**What this task involves**:
Below are the records. Count the lines containing the string "returned", and reply with the number alone.

══════

//! The seam between batch scheduling and page analysis.
//!
//! The orchestrator only knows [`AuditBackend`]; the production
//! implementation drives Chromium, tests substitute scripted backends.

use std::future::Future;
use std::pin::Pin;
use std::sync::Arc;

use tokio_util::sync::CancellationToken;

use super::audit_types::{AnalysisResult, AnalysisSettings, AuditResult, GlobalResult};
use super::{global_phase, page_task};
use crate::analyzers::{DnsTxtCache, LinkChecker};
use crate::audit_events::EventSink;
use crate::browser_provider::{BrowserSession, BrowsingContext};
use crate::config::AuditConfig;

/// Boxed future returned by backend operations.
pub type AuditFuture<'a, T> = Pin<Box<dyn Future<Output = T> + Send + 'a>>;

pub trait AuditBackend: Send + Sync + 'static {
    /// Site-wide detection run once against the first URL.
    fn analyze_site<'a>(
        &'a self,
        url: &'a str,
        cancel: &'a CancellationToken,
    ) -> AuditFuture<'a, AuditResult<GlobalResult>>;

    /// Analyze one URL. Failures are folded into the returned result;
    /// `None` means the batch was aborted and nothing should be emitted.
    fn analyze_page<'a>(
        &'a self,
        url: &'a str,
        cancel: &'a CancellationToken,
    ) -> AuditFuture<'a, Option<AnalysisResult>>;
}

/// Chromium-backed analysis for one batch.
pub struct BrowserBackend {
    pub(crate) session: Arc<BrowserSession>,
    pub(crate) shared_context: BrowsingContext,
    pub(crate) config: Arc<AuditConfig>,
    pub(crate) settings: AnalysisSettings,
    /// Cumulative rule tags derived from `settings`.
    pub(crate) tags: Vec<String>,
    /// Rule engine source; `None` when it could not be loaded.
    pub(crate) engine_script: Option<Arc<str>>,
    pub(crate) links: LinkChecker,
    pub(crate) dns: DnsTxtCache,
    pub(crate) sink: EventSink,
}

impl BrowserBackend {
    /// Hand the browser resources back for teardown.
    pub(crate) fn into_resources(self) -> (Arc<BrowserSession>, BrowsingContext) {
        (self.session, self.shared_context)
    }
}

impl AuditBackend for BrowserBackend {
    fn analyze_site<'a>(
        &'a self,
        url: &'a str,
        cancel: &'a CancellationToken,
    ) -> AuditFuture<'a, AuditResult<GlobalResult>> {
        Box::pin(global_phase::run_global_phase(self, url, cancel))
    }

    fn analyze_page<'a>(
        &'a self,
        url: &'a str,
        cancel: &'a CancellationToken,
    ) -> AuditFuture<'a, Option<AnalysisResult>> {
        Box::pin(page_task::analyze_page(self, url, cancel))
    }
}

impl std::fmt::Debug for BrowserBackend {
    fn fmt(&self, f: &mut std::fmt::Formatter<'_>) -> std::fmt::Result {
        f.debug_struct("BrowserBackend")
            .field("attached", &self.session.is_attached())
            .field("tags", &self.tags)
            .field("engine_loaded", &self.engine_script.is_some())
            .finish_non_exhaustive()
    }
}
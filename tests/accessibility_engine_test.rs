//! Loading the accessibility rule engine from each supported source

use std::io::Write;

use kodegen_tools_siteaudit::AccessibilityEngineSource;
use kodegen_tools_siteaudit::analyzers::{http_client, load_engine_script};
use mockito::Server;
use tempfile::NamedTempFile;

const ENGINE: &str = "window.axe = { run: async () => ({ violations: [] }) };";

#[tokio::test]
async fn reads_engine_from_file() {
    let mut file = NamedTempFile::new().expect("temp file");
    file.write_all(ENGINE.as_bytes()).expect("write engine");

    let source = AccessibilityEngineSource::File(file.path().to_path_buf());
    let script = load_engine_script(&source, &http_client().expect("client"))
        .await
        .expect("engine loaded");
    assert_eq!(&*script, ENGINE);
}

#[tokio::test]
async fn missing_file_is_an_error() {
    let dir = tempfile::tempdir().expect("temp dir");
    let source = AccessibilityEngineSource::File(dir.path().join("axe.min.js"));
    let err = load_engine_script(&source, &http_client().expect("client"))
        .await
        .expect_err("missing file");
    assert!(format!("{err:#}").contains("Failed to read accessibility engine"));
}

#[tokio::test]
async fn downloads_engine_from_url() {
    let mut server = Server::new_async().await;
    let mock = server
        .mock("GET", "/axe.min.js")
        .with_status(200)
        .with_header("content-type", "application/javascript")
        .with_body(ENGINE)
        .expect(1)
        .create_async()
        .await;

    let source = AccessibilityEngineSource::Url(format!("{}/axe.min.js", server.url()));
    let script = load_engine_script(&source, &http_client().expect("client"))
        .await
        .expect("engine downloaded");
    assert_eq!(&*script, ENGINE);
    mock.assert_async().await;
}

#[tokio::test]
async fn http_error_is_an_error() {
    let mut server = Server::new_async().await;
    server
        .mock("GET", "/axe.min.js")
        .with_status(503)
        .create_async()
        .await;

    let source = AccessibilityEngineSource::Url(format!("{}/axe.min.js", server.url()));
    assert!(
        load_engine_script(&source, &http_client().expect("client"))
            .await
            .is_err()
    );
}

══════

**Solved exercise**:
2